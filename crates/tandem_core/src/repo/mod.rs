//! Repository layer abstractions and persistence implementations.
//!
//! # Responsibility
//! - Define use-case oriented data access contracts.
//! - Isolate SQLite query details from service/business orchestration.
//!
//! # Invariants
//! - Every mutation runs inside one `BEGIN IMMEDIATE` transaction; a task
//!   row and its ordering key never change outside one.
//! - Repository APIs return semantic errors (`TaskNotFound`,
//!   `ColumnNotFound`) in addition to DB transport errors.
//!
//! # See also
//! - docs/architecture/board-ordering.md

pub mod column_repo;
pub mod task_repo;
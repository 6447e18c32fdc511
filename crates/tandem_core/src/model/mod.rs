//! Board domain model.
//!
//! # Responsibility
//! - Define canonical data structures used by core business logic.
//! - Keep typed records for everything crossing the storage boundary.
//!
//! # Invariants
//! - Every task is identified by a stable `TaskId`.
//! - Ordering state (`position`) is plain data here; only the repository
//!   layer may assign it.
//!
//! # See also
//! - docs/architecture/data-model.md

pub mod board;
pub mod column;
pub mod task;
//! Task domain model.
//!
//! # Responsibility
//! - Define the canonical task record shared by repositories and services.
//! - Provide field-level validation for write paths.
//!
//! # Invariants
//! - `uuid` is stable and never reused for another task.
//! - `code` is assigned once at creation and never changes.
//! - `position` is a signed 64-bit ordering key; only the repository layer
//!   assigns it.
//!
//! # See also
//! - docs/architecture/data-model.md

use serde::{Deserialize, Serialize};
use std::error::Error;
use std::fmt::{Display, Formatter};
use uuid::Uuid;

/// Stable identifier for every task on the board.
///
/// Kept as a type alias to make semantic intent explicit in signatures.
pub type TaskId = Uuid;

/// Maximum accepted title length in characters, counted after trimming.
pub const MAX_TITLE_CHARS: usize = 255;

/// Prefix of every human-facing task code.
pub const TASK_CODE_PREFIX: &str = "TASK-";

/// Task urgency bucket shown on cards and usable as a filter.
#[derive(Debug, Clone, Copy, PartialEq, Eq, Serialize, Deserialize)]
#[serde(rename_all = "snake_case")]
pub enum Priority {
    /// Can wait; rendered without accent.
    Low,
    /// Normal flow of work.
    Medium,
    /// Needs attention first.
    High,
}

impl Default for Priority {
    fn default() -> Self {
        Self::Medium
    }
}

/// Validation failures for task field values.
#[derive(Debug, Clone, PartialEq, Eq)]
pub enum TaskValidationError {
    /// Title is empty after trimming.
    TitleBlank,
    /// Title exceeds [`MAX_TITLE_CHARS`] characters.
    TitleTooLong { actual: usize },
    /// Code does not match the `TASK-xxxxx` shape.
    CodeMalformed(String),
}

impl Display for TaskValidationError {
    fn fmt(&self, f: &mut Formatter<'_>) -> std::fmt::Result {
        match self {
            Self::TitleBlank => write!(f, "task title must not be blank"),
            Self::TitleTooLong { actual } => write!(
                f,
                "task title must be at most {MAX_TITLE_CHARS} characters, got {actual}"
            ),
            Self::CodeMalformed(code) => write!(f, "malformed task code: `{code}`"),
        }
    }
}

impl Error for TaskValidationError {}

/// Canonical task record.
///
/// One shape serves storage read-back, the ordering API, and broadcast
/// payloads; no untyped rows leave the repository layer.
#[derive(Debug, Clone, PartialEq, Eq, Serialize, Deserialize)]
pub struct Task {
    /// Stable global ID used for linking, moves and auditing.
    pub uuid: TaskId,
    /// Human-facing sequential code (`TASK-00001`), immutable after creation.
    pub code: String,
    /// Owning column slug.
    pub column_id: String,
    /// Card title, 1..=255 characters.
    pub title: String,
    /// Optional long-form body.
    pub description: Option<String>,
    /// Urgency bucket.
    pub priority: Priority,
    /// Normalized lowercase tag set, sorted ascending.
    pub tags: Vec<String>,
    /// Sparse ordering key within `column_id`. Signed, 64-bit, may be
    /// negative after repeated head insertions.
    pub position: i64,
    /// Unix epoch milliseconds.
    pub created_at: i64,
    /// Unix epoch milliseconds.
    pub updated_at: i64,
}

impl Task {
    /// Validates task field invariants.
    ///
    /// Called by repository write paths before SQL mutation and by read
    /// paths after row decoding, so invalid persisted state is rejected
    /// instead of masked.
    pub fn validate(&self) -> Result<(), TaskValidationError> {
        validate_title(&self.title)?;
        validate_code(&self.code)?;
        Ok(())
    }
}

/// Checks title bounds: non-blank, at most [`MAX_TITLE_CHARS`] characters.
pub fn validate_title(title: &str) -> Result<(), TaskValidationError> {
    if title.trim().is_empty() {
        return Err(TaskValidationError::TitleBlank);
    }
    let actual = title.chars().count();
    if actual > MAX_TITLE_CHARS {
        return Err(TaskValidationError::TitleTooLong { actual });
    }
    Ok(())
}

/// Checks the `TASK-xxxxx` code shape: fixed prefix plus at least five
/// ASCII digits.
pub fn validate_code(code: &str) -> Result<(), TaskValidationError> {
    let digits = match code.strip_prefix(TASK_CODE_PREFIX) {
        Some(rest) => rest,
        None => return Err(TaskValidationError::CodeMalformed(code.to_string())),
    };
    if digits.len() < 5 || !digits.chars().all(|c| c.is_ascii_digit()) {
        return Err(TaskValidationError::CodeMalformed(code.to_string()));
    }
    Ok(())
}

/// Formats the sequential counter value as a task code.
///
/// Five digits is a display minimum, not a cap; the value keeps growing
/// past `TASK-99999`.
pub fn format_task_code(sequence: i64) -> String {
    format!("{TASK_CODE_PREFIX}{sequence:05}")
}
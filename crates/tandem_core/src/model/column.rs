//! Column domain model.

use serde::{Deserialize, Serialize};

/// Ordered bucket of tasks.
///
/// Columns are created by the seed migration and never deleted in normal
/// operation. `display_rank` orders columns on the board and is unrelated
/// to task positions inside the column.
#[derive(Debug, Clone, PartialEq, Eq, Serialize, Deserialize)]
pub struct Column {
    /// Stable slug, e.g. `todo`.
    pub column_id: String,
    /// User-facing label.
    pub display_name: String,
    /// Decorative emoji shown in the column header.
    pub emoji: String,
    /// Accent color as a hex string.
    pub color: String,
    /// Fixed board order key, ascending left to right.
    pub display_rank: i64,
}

▶ ASSIGNED TASK:
Only the number is wanted: how many lines above include the word "Checks"?

▶ SOLUTION:
2